Whitebox Geospatial Analysis Tools (GAT) is an open-source and cross-platform Geographic information system (GIS) and remote sensing software package that is distributed under the GNU General Public License. It has been developed by the members of the University of Guelph Centre for Hydrogeomatics and is intended for geospatial analysis and data visualization in research and education settings. The Whitebox GAT project started as a replacement for the Terrain Analysis System (TAS), a geospatial analysis software package written by John Lindsay. The current release supports raster and vector (shapefile) data structures. There is also extensive functionality for processing laser scanner (LiDAR) data containing LAS files.

Whitebox GAT is extendable. Users are able to create and add custom tools or plugins using any JVM language. The software also allows scripting using the programming languages Groovy, JavaScript, and Python.

== Analysis tools ==
Whitebox GAT contains more than 385 tools to perform spatial analysis on raster data sets. The following is an incomplete list of some of the more commonly used tools:

- GIS tools: Cost-distance analysis, buffer, distance operations, weighted overlays, multi-criteria evaluation, reclass, area analysis, clumping
- Image processing tools: k-means classification, numerous spatial filters, image mosaicing, NDVI, resampling, contrast enhancement
- Hydrology tools: DEM preprocessing tools, flow direction and accumulation (D8, Rho8, Dinf, and FD8 algorithms), mass flux analysis, watershed extraction
- Terrain analysis tools: surface derivatives (slope, aspect, and curvatures), hillshading, wetness index, relative stream power index, relative landscape position indices
- LiDAR tools: IDW interpolation, nearest neighbour interpolation, point density, removal of off-terrain objects (non-ground points)

== Software transparency ==
The Whitebox GAT project links the software's development and user communities, known as software transparency, or open-access software (considered an extension of open-source software). The philosophy of transparency in software states that the user:

1. Has the right to view the underlying workings of a tool or operation, and
2. Should be able to access this information in a way that reduces, or ideally eliminates, any barriers to viewing and interpreting it.

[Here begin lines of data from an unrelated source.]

//! # Orchestration Service Contract
//!
//! The operations deciders, workers and registrars consume from the
//! orchestration service. Backends guarantee:
//!
//! - history events of one execution are strictly ordered and numbered from 1
//! - at most one decision task per execution is in flight at any time
//! - every task is delivered at least once; a token is retired once its task
//!   completes, fails or times out, and later responses with it are rejected
//! - activity and decision timeouts are enforced by the service, not by the
//!   components doing the work

use async_trait::async_trait;
use uuid::Uuid;

use super::errors::MessagingResult;
use super::message::{
    ActivityTask, DecisionTask, DomainRegistration, HeartbeatStatus, StartExecutionRequest,
    TaskToken,
};
use crate::models::{
    ActivityDefinition, Decision, ExecutionInfo, HistoryEvent, RegisteredDefinition,
    WorkflowDefinition, WorkflowExecution,
};

#[async_trait]
pub trait OrchestrationService: Send + Sync {
    /// Register a domain; registering an existing domain is a no-op
    async fn register_domain(&self, domain: &DomainRegistration) -> MessagingResult<()>;

    /// Register a new activity type; fails if `(name, version)` exists
    async fn register_activity_definition(
        &self,
        domain: &str,
        definition: &ActivityDefinition,
    ) -> MessagingResult<()>;

    /// Register a new workflow type; fails if `(name, version)` exists
    async fn register_workflow_definition(
        &self,
        domain: &str,
        definition: &WorkflowDefinition,
    ) -> MessagingResult<()>;

    async fn list_definitions(&self, domain: &str) -> MessagingResult<Vec<RegisteredDefinition>>;

    async fn start_workflow_execution(
        &self,
        domain: &str,
        request: StartExecutionRequest,
    ) -> MessagingResult<WorkflowExecution>;

    async fn describe_workflow_execution(&self, run_id: Uuid) -> MessagingResult<ExecutionInfo>;

    async fn get_workflow_execution_history(
        &self,
        run_id: Uuid,
    ) -> MessagingResult<Vec<HistoryEvent>>;

    /// Long-poll for a decision task; `None` when the poll timeout elapses
    async fn poll_for_decision_task(
        &self,
        domain: &str,
        task_list: &str,
        identity: &str,
    ) -> MessagingResult<Option<DecisionTask>>;

    /// Close a decision task, applying its decisions in order
    async fn respond_decision_task_completed(
        &self,
        task_token: TaskToken,
        decisions: Vec<Decision>,
    ) -> MessagingResult<()>;

    /// Long-poll for an activity task; `None` when the poll timeout elapses
    async fn poll_for_activity_task(
        &self,
        domain: &str,
        task_list: &str,
        identity: &str,
    ) -> MessagingResult<Option<ActivityTask>>;

    async fn respond_activity_task_completed(
        &self,
        task_token: TaskToken,
        result: Option<String>,
    ) -> MessagingResult<()>;

    async fn respond_activity_task_failed(
        &self,
        task_token: TaskToken,
        reason: &str,
        details: &str,
    ) -> MessagingResult<()>;

    async fn record_activity_heartbeat(
        &self,
        task_token: TaskToken,
        details: Option<String>,
    ) -> MessagingResult<HeartbeatStatus>;
}
impl ActivityTaskRecord {
    pub fn is_started(&self) -> bool {
        self.started.is_some()
    }

    pub fn run_id(&self) -> Uuid {
        self.workflow_execution.run_id
    }

    /// The first timeout this task has exceeded, if any
    pub fn expired_timeout(&self, now: DateTime<Utc>) -> Option<TimeoutType> {
        if self
            .timeouts
            .schedule_to_close
            .is_exceeded_by(elapsed_since(self.scheduled_at, now))
        {
            return Some(TimeoutType::ScheduleToClose);
        }

        match &self.started {
            None => self
                .timeouts
                .schedule_to_start
                .is_exceeded_by(elapsed_since(self.scheduled_at, now))
                .then_some(TimeoutType::ScheduleToStart),
            Some(attempt) => {
                if self
                    .timeouts
                    .start_to_close
                    .is_exceeded_by(elapsed_since(attempt.started_at, now))
                {
                    Some(TimeoutType::StartToClose)
                } else if self
                    .timeouts
                    .heartbeat
                    .is_exceeded_by(elapsed_since(attempt.last_heartbeat_at, now))
                {
                    Some(TimeoutType::Heartbeat)
                } else {
                    None
                }
            }
        }
    }

    pub fn timed_out_event(&self, timeout_type: TimeoutType) -> EventKind {
        EventKind::ActivityTaskTimedOut {
            scheduled_event_id: self.scheduled_event_id,
            started_event_id: self.started.as_ref().map(|s| s.started_event_id),
            timeout_type,
            details: self
                .started
                .as_ref()
                .and_then(|s| s.heartbeat_details.clone()),
        }
    }

    /// Mark the task as picked up by a worker
    pub fn start(
        &mut self,
        ledger: &mut ExecutionLedger,
        identity: &str,
        now: DateTime<Utc>,
        events: &mut Vec<HistoryEvent>,
    ) -> ActivityTask {
        let started_event_id = ledger.append(
            EventKind::ActivityTaskStarted {
                scheduled_event_id: self.scheduled_event_id,
                identity: identity.to_string(),
            },
            now,
            events,
        );
        self.started = Some(StartedAttempt {
            started_event_id,
            identity: identity.to_string(),
            started_at: now,
            last_heartbeat_at: now,
            heartbeat_details: None,
        });

        ActivityTask {
            task_token: self.task_token,
            activity_id: self.activity_id.clone(),
            activity_type: self.activity_type.clone(),
            input: self.input.clone(),
            workflow_execution: self.workflow_execution.clone(),
            started_event_id,
            heartbeat_timeout: self.timeouts.heartbeat.duration(),
        }
    }

    /// Record a heartbeat; only started tasks can heartbeat
    pub fn heartbeat(&mut self, details: Option<String>, now: DateTime<Utc>) -> MessagingResult<()> {
        let attempt = self
            .started
            .as_mut()
            .ok_or_else(|| MessagingError::unknown_resource("activity task", self.task_token))?;
        attempt.last_heartbeat_at = now;
        if details.is_some() {
            attempt.heartbeat_details = details;
        }
        Ok(())
    }

    pub fn completed_event(&self, result: Option<String>) -> MessagingResult<EventKind> {
        Ok(EventKind::ActivityTaskCompleted {
            scheduled_event_id: self.scheduled_event_id,
            started_event_id: self.started_event_id()?,
            result,
        })
    }

    pub fn failed_event(&self, reason: &str, details: &str) -> MessagingResult<EventKind> {
        Ok(EventKind::ActivityTaskFailed {
            scheduled_event_id: self.scheduled_event_id,
            started_event_id: self.started_event_id()?,
            reason: reason.to_string(),
            details: details.to_string(),
        })
    }

    fn started_event_id(&self) -> MessagingResult<i64> {
        self.started
            .as_ref()
            .map(|s| s.started_event_id)
            .ok_or_else(|| MessagingError::unknown_resource("activity task", self.task_token))
    }
}
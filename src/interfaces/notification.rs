//! # Notification Service
//!
//! Topic-based notifications: a topic collects email and SMS subscriptions,
//! each of which must be confirmed by its owner before it receives messages.
//!
//! Topic creation and subscription are idempotent on their natural keys (topic
//! name, protocol plus endpoint), so an activity redelivered after a crash
//! finds the resources it already created instead of duplicating them.

use async_trait::async_trait;
use chrono::{DateTime, Utc};
use dashmap::DashMap;
use parking_lot::Mutex;
use serde::{Deserialize, Serialize};
use std::fmt;
use std::str::FromStr;
use std::time::Duration;
use thiserror::Error;
use tracing::debug;
use uuid::Uuid;

#[derive(Debug, Clone, Copy, PartialEq, Eq, Hash, PartialOrd, Ord, Serialize, Deserialize)]
#[serde(rename_all = "lowercase")]
pub enum Protocol {
    Email,
    Sms,
}

impl Protocol {
    pub const ALL: [Protocol; 2] = [Protocol::Email, Protocol::Sms];

    pub fn as_str(&self) -> &'static str {
        match self {
            Self::Email => "email",
            Self::Sms => "sms",
        }
    }

    /// Loose syntactic check of an endpoint for this protocol
    pub fn is_valid_endpoint(&self, endpoint: &str) -> bool {
        match self {
            Self::Email => match endpoint.split_once('@') {
                Some((local, domain)) => {
                    !local.is_empty()
                        && domain.contains('.')
                        && !domain.starts_with('.')
                        && !domain.ends_with('.')
                        && !endpoint.chars().any(char::is_whitespace)
                }
                None => false,
            },
            Self::Sms => {
                let digits = endpoint.strip_prefix('+').unwrap_or(endpoint);
                let digits: String = digits.chars().filter(|c| *c != '-' && *c != ' ').collect();
                (7..=15).contains(&digits.len()) && digits.chars().all(|c| c.is_ascii_digit())
            }
        }
    }
}

impl fmt::Display for Protocol {
    fn fmt(&self, f: &mut fmt::Formatter<'_>) -> fmt::Result {
        f.write_str(self.as_str())
    }
}

impl FromStr for Protocol {
    type Err = NotificationError;

    fn from_str(s: &str) -> Result<Self, Self::Err> {
        match s.to_ascii_lowercase().as_str() {
            "email" => Ok(Self::Email),
            "sms" => Ok(Self::Sms),
            other => Err(NotificationError::UnsupportedProtocol {
                protocol: other.to_string(),
            }),
        }
    }
}

/// Result of a subscribe call
#[derive(Debug, Clone, PartialEq, Eq, Serialize, Deserialize)]
pub enum SubscriptionRef {
    Confirmed(String),
    PendingConfirmation,
}

impl SubscriptionRef {
    /// Subscription id, or `"pending"` while unconfirmed
    pub fn as_output(&self) -> String {
        match self {
            Self::Confirmed(id) => id.clone(),
            Self::PendingConfirmation => "pending".to_string(),
        }
    }
}

#[derive(Debug, Clone, Copy, PartialEq, Eq, Hash, Serialize, Deserialize)]
#[serde(rename_all = "snake_case")]
pub enum SubscriptionStatus {
    Confirmed,
    PendingConfirmation,
}

#[derive(Debug, Clone, PartialEq, Eq, Serialize, Deserialize)]
pub struct Subscription {
    pub subscription_id: String,
    pub protocol: Protocol,
    pub endpoint: String,
    pub status: SubscriptionStatus,
}

impl Subscription {
    pub fn is_confirmed(&self) -> bool {
        self.status == SubscriptionStatus::Confirmed
    }
}

#[derive(Error, Debug, Clone, PartialEq, Eq)]
pub enum NotificationError {
    #[error("Topic not found: {topic_ref}")]
    TopicNotFound { topic_ref: String },

    #[error("Invalid {protocol} endpoint: {endpoint}")]
    InvalidEndpoint { protocol: Protocol, endpoint: String },

    #[error("Unsupported protocol: {protocol}")]
    UnsupportedProtocol { protocol: String },

    #[error("Notification backend error: {message}")]
    Backend { message: String },
}

pub type NotificationResult<T> = Result<T, NotificationError>;

#[async_trait]
pub trait NotificationService: Send + Sync {
    /// Create a topic, or return the existing one with the same name
    async fn create_topic(&self, name: &str) -> NotificationResult<String>;

    async fn set_display_name(&self, topic_ref: &str, display_name: &str)
        -> NotificationResult<()>;

    /// Subscribe an endpoint; repeating the call returns the same subscription
    async fn subscribe(
        &self,
        topic_ref: &str,
        protocol: Protocol,
        endpoint: &str,
    ) -> NotificationResult<SubscriptionRef>;

    async fn list_subscriptions(&self, topic_ref: &str) -> NotificationResult<Vec<Subscription>>;

    /// Deliver a message to the confirmed subscriptions; returns its message id
    async fn publish(
        &self,
        topic_ref: &str,
        subject: &str,
        message: &str,
    ) -> NotificationResult<String>;

    async fn delete_topic(&self, topic_ref: &str) -> NotificationResult<()>;
}

#[derive(Debug, Clone, PartialEq, Eq)]
pub struct PublishedMessage {
    pub message_id: String,
    pub topic_ref: String,
    pub subject: String,
    pub message: String,
    pub recipients: Vec<Subscription>,
    pub published_at: DateTime<Utc>,
}

#[derive(Debug, Clone)]
struct SubscriptionRecord {
    subscription: Subscription,
    created_at: DateTime<Utc>,
}

#[derive(Debug, Clone)]
struct TopicRecord {
    name: String,
    display_name: Option<String>,
    subscriptions: Vec<SubscriptionRecord>,
}

/// Process-local notification backend for demos and tests
#[derive(Debug, Default)]
pub struct InMemoryNotificationService {
    topics: DashMap<String, TopicRecord>,
    published: Mutex<Vec<PublishedMessage>>,
    auto_confirm_after: Option<Duration>,
}

impl InMemoryNotificationService {
    pub fn new() -> Self {
        Self::default()
    }

    /// Confirm pending subscriptions once they are this old
    pub fn with_auto_confirm(delay: Duration) -> Self {
        Self {
            auto_confirm_after: Some(delay),
            ..Self::default()
        }
    }

    pub fn topic_ref(name: &str) -> String {
        format!("regflow:topic:{name}")
    }

    /// Confirm pending subscriptions of one protocol; returns how many changed
    pub fn confirm(&self, topic_ref: &str, protocol: Protocol) -> usize {
        let Some(mut topic) = self.topics.get_mut(topic_ref) else {
            return 0;
        };
        let mut confirmed = 0;
        for record in topic
            .subscriptions
            .iter_mut()
            .filter(|r| r.subscription.protocol == protocol)
        {
            if record.subscription.status == SubscriptionStatus::PendingConfirmation {
                record.subscription.status = SubscriptionStatus::Confirmed;
                confirmed += 1;
            }
        }
        confirmed
    }

    /// Drop unconfirmed subscriptions, as if their confirmation links expired
    pub fn expire_pending(&self, topic_ref: &str) -> usize {
        let Some(mut topic) = self.topics.get_mut(topic_ref) else {
            return 0;
        };
        let before = topic.subscriptions.len();
        topic.subscriptions.retain(|r| r.subscription.is_confirmed());
        before - topic.subscriptions.len()
    }

    pub fn published_messages(&self) -> Vec<PublishedMessage> {
        self.published.lock().clone()
    }

    pub fn topic_exists(&self, topic_ref: &str) -> bool {
        self.topics.contains_key(topic_ref)
    }

    pub fn display_name(&self, topic_ref: &str) -> Option<String> {
        self.topics
            .get(topic_ref)
            .and_then(|topic| topic.display_name.clone())
    }

    fn apply_auto_confirm(&self, topic: &mut TopicRecord) {
        let Some(delay) = self.auto_confirm_after else {
            return;
        };
        let now = Utc::now();
        for record in &mut topic.subscriptions {
            let age = (now - record.created_at).to_std().unwrap_or_default();
            if record.subscription.status == SubscriptionStatus::PendingConfirmation && age >= delay
            {
                debug!(
                    topic = %topic.name,
                    protocol = %record.subscription.protocol,
                    "Auto-confirming subscription"
                );
                record.subscription.status = SubscriptionStatus::Confirmed;
            }
        }
    }

    fn topic_not_found(topic_ref: &str) -> NotificationError {
        NotificationError::TopicNotFound {
            topic_ref: topic_ref.to_string(),
        }
    }
}

#[async_trait]
impl NotificationService for InMemoryNotificationService {
    async fn create_topic(&self, name: &str) -> NotificationResult<String> {
        if name.trim().is_empty() {
            return Err(NotificationError::Backend {
                message: "topic name must not be empty".to_string(),
            });
        }
        let topic_ref = Self::topic_ref(name);
        self.topics
            .entry(topic_ref.clone())
            .or_insert_with(|| TopicRecord {
                name: name.to_string(),
                display_name: None,
                subscriptions: Vec::new(),
            });
        Ok(topic_ref)
    }

    async fn set_display_name(
        &self,
        topic_ref: &str,
        display_name: &str,
    ) -> NotificationResult<()> {
        let mut topic = self
            .topics
            .get_mut(topic_ref)
            .ok_or_else(|| Self::topic_not_found(topic_ref))?;
        topic.display_name = Some(display_name.to_string());
        Ok(())
    }

    async fn subscribe(
        &self,
        topic_ref: &str,
        protocol: Protocol,
        endpoint: &str,
    ) -> NotificationResult<SubscriptionRef> {
        if !protocol.is_valid_endpoint(endpoint) {
            return Err(NotificationError::InvalidEndpoint {
                protocol,
                endpoint: endpoint.to_string(),
            });
        }
        let mut topic = self
            .topics
            .get_mut(topic_ref)
            .ok_or_else(|| Self::topic_not_found(topic_ref))?;

        let existing = topic
            .subscriptions
            .iter()
            .find(|r| r.subscription.protocol == protocol && r.subscription.endpoint == endpoint)
            .map(|r| r.subscription.clone());
        let subscription = match existing {
            Some(subscription) => subscription,
            None => {
                let subscription = Subscription {
                    subscription_id: format!("{topic_ref}:{}", Uuid::new_v4()),
                    protocol,
                    endpoint: endpoint.to_string(),
                    status: SubscriptionStatus::PendingConfirmation,
                };
                topic.subscriptions.push(SubscriptionRecord {
                    subscription: subscription.clone(),
                    created_at: Utc::now(),
                });
                subscription
            }
        };

        Ok(match subscription.status {
            SubscriptionStatus::Confirmed => SubscriptionRef::Confirmed(subscription.subscription_id),
            SubscriptionStatus::PendingConfirmation => SubscriptionRef::PendingConfirmation,
        })
    }

    async fn list_subscriptions(&self, topic_ref: &str) -> NotificationResult<Vec<Subscription>> {
        let mut topic = self
            .topics
            .get_mut(topic_ref)
            .ok_or_else(|| Self::topic_not_found(topic_ref))?;
        self.apply_auto_confirm(&mut topic);
        Ok(topic
            .subscriptions
            .iter()
            .map(|r| r.subscription.clone())
            .collect())
    }

    async fn publish(
        &self,
        topic_ref: &str,
        subject: &str,
        message: &str,
    ) -> NotificationResult<String> {
        let recipients = {
            let mut topic = self
                .topics
                .get_mut(topic_ref)
                .ok_or_else(|| Self::topic_not_found(topic_ref))?;
            self.apply_auto_confirm(&mut topic);
            topic
                .subscriptions
                .iter()
                .map(|r| r.subscription.clone())
                .filter(Subscription::is_confirmed)
                .collect::<Vec<_>>()
        };

        let message_id = Uuid::new_v4().to_string();
        self.published.lock().push(PublishedMessage {
            message_id: message_id.clone(),
            topic_ref: topic_ref.to_string(),
            subject: subject.to_string(),
            message: message.to_string(),
            recipients,
            published_at: Utc::now(),
        });
        Ok(message_id)
    }

    async fn delete_topic(&self, topic_ref: &str) -> NotificationResult<()> {
        self.topics
            .remove(topic_ref)
            .map(|_| ())
            .ok_or_else(|| Self::topic_not_found(topic_ref))
    }
}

This concept was developed as a response to the code base of many open-source projects being so massive, and its organization so complex, that individual users often find the task of interpreting the underlying code too daunting when they are interested in a small portion of the overall code base, e.g. if the user would like to know how a particular tool or algorithm operates. Furthermore, when the software's source code is written in an unfamiliar programming language, the task of interpreting the code is made even more difficult. For some open-source projects, these characteristics can divide the development and user communities, often restricting future development to a few individuals that have been involved in the project during the earliest periods of development. The View Code button that is present on all Whitebox GAT tools is the embodiment of this software-transparency philosophy by pointing the user to the specific region of the source-code that is relevant to a particular tool, also allowing for code conversion to other programming languages. The Whitebox GAT logo is also representative of the open and transparent characteristic of the software, being a transparent glass cube, open on one face.